** Stored data follows **
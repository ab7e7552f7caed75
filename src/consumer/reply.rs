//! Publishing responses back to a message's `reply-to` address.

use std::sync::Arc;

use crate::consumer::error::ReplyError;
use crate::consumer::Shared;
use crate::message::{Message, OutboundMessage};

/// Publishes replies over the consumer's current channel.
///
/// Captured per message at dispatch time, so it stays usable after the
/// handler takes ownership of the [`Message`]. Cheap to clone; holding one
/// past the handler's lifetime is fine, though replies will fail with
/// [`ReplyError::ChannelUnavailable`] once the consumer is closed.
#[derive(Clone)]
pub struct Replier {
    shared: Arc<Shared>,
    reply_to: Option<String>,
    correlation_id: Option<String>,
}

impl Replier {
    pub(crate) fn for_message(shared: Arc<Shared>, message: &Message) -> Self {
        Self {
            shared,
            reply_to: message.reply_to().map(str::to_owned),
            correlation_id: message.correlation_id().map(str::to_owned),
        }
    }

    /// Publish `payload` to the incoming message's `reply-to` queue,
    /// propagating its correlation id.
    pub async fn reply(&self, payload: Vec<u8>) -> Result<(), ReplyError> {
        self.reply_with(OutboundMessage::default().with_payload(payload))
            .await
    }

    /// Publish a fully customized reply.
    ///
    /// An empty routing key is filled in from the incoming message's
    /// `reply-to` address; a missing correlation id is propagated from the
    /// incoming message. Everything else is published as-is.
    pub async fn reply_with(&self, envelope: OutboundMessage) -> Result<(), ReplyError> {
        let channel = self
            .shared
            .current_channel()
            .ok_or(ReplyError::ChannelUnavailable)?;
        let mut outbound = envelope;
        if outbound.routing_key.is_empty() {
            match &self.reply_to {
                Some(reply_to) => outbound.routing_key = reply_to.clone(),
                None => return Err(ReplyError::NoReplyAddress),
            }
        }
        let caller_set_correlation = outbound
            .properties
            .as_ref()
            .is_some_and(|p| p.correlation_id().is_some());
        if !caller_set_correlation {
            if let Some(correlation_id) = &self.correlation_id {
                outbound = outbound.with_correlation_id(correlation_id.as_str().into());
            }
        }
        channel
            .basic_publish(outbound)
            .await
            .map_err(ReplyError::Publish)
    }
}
** End of Stored data **
** Stored data follows **
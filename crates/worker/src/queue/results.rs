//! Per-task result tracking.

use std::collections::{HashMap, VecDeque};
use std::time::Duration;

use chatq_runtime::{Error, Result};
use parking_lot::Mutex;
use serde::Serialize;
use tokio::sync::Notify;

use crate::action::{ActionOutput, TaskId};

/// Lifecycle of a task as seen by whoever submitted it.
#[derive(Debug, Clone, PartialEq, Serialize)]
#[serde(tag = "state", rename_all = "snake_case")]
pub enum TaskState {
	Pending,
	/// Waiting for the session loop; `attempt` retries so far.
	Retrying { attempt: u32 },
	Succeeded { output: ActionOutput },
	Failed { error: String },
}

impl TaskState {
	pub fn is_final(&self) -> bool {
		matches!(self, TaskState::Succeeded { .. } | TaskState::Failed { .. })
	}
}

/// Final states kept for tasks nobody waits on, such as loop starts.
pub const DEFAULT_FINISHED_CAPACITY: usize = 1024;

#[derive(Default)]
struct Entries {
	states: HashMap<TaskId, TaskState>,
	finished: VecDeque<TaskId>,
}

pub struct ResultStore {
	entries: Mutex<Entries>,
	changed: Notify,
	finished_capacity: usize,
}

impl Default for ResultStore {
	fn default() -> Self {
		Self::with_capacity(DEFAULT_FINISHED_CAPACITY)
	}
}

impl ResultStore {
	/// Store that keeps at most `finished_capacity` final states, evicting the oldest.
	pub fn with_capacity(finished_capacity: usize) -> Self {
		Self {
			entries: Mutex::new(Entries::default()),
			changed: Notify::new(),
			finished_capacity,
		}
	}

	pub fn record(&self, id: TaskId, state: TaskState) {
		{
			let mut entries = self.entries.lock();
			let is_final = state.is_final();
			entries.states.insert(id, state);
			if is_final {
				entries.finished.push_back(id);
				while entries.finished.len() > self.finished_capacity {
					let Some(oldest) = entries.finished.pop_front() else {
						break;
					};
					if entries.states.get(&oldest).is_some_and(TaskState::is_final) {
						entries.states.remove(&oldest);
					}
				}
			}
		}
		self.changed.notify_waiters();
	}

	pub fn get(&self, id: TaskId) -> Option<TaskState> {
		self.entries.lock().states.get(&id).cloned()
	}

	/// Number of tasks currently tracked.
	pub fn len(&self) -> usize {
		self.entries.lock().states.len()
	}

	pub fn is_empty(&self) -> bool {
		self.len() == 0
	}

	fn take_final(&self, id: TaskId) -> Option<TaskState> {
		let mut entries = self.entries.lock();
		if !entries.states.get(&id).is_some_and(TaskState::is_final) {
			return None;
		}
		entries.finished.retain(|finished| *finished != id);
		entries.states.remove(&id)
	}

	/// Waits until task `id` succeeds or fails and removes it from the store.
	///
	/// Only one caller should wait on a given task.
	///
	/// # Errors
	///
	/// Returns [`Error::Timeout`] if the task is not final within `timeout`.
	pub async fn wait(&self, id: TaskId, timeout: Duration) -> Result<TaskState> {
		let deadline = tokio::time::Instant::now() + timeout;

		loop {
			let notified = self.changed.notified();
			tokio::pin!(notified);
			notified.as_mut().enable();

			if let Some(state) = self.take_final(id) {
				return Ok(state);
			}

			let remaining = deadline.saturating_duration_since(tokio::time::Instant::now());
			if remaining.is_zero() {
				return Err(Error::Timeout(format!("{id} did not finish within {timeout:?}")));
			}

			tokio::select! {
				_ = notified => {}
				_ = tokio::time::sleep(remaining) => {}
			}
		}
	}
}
** End of Stored data **
** Stored data follows **
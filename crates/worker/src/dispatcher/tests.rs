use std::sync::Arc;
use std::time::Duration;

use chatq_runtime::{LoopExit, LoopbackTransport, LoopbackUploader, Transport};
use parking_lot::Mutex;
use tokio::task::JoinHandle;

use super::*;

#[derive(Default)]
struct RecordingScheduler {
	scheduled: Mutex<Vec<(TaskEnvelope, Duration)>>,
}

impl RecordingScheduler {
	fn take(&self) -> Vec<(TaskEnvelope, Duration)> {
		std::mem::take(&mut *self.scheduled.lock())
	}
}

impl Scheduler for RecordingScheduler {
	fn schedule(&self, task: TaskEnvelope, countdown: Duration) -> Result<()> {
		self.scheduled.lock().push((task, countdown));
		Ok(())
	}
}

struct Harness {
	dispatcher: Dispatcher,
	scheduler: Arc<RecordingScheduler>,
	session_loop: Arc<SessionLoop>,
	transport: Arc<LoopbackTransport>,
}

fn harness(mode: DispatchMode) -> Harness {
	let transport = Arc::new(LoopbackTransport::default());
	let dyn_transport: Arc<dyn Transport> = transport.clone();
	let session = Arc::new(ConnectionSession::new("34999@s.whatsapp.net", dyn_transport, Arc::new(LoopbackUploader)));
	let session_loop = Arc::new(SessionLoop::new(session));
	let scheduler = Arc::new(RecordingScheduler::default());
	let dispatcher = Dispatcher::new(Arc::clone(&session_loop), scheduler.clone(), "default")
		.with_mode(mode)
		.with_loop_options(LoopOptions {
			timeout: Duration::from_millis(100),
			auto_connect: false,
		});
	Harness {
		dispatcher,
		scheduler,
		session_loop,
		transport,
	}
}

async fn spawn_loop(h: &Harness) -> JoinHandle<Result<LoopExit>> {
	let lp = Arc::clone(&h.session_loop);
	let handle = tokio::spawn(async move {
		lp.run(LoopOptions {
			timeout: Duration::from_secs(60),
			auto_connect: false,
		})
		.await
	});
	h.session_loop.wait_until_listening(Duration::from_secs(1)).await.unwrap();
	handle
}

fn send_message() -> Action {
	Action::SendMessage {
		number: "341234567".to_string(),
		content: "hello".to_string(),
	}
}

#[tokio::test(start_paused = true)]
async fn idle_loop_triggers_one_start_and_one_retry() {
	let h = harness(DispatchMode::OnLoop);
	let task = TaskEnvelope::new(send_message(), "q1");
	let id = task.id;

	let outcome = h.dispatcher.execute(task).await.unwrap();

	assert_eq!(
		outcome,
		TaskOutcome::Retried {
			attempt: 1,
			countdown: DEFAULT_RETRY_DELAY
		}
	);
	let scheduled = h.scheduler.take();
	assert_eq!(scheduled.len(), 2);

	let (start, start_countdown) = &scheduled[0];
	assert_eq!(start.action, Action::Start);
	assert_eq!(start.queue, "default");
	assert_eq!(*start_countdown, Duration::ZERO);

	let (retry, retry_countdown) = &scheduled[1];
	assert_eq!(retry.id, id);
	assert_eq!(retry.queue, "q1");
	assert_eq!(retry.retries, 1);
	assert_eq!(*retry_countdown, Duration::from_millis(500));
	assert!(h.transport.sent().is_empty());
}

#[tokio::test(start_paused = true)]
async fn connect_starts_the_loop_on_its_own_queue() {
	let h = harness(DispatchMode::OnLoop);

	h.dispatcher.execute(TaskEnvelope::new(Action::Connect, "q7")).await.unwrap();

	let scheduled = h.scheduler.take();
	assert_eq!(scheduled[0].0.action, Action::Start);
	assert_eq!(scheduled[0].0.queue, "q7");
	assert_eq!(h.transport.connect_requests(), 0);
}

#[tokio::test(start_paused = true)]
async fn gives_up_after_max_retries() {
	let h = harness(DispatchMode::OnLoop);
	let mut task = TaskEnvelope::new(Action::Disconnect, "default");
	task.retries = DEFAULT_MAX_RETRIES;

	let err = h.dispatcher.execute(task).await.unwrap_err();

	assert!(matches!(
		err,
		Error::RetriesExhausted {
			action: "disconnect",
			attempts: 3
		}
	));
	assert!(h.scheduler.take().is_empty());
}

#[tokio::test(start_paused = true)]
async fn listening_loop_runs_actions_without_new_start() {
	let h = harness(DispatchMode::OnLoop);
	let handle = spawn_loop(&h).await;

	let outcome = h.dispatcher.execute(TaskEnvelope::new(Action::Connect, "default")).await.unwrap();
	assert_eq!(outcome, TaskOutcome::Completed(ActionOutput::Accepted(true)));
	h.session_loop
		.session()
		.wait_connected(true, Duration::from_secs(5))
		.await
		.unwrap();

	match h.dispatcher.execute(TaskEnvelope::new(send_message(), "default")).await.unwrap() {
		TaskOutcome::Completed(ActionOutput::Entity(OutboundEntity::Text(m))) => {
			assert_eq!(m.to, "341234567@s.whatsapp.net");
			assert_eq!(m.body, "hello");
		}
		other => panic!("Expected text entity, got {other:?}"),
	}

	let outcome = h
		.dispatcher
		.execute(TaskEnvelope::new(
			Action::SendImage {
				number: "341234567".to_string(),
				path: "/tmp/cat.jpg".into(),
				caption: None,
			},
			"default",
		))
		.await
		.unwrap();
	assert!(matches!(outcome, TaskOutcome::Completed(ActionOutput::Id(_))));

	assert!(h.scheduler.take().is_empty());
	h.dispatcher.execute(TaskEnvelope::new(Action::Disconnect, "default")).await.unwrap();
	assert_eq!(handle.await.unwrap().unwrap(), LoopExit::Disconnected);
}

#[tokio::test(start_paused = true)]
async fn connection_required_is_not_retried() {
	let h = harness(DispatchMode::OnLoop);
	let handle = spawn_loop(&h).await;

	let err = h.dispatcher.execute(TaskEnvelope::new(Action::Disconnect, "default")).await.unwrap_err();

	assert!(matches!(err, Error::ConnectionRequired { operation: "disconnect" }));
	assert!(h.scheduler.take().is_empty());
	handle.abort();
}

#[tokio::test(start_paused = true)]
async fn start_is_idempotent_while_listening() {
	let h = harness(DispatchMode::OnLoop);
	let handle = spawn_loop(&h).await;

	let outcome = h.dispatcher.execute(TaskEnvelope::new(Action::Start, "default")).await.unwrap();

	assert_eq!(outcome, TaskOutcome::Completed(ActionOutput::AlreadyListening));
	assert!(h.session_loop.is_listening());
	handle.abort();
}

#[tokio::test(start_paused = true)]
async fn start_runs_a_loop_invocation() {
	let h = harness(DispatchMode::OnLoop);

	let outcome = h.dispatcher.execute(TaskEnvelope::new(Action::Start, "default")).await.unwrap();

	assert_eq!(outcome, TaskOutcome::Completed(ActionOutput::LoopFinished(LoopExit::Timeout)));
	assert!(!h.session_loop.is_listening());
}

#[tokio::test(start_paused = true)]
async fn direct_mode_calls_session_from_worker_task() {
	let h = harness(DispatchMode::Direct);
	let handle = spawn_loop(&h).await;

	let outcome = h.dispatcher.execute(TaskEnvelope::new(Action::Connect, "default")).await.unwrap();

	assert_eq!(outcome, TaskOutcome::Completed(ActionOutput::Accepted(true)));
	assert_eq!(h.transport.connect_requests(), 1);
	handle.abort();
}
** End of Stored data **
## Exercise:
Beginning at the line with "repository ab7e7552f7caed75" and stopping after the line with "is published as-is.", please write out every line of the data above exactly and nothing else.

## Result for this exercise:
repository ab7e7552f7caed75
filename src/consumer/reply.rs
//! Publishing responses back to a message's `reply-to` address.

use std::sync::Arc;

use crate::consumer::error::ReplyError;
use crate::consumer::Shared;
use crate::message::{Message, OutboundMessage};

/// Publishes replies over the consumer's current channel.
///
/// Captured per message at dispatch time, so it stays usable after the
/// handler takes ownership of the [`Message`]. Cheap to clone; holding one
/// past the handler's lifetime is fine, though replies will fail with
/// [`ReplyError::ChannelUnavailable`] once the consumer is closed.
#[derive(Clone)]
pub struct Replier {
    shared: Arc<Shared>,
    reply_to: Option<String>,
    correlation_id: Option<String>,
}

impl Replier {
    pub(crate) fn for_message(shared: Arc<Shared>, message: &Message) -> Self {
        Self {
            shared,
            reply_to: message.reply_to().map(str::to_owned),
            correlation_id: message.correlation_id().map(str::to_owned),
        }
    }

    /// Publish `payload` to the incoming message's `reply-to` queue,
    /// propagating its correlation id.
    pub async fn reply(&self, payload: Vec<u8>) -> Result<(), ReplyError> {
        self.reply_with(OutboundMessage::default().with_payload(payload))
            .await
    }

    /// Publish a fully customized reply.
    ///
    /// An empty routing key is filled in from the incoming message's
    /// `reply-to` address; a missing correlation id is propagated from the
    /// incoming message. Everything else is published as-is.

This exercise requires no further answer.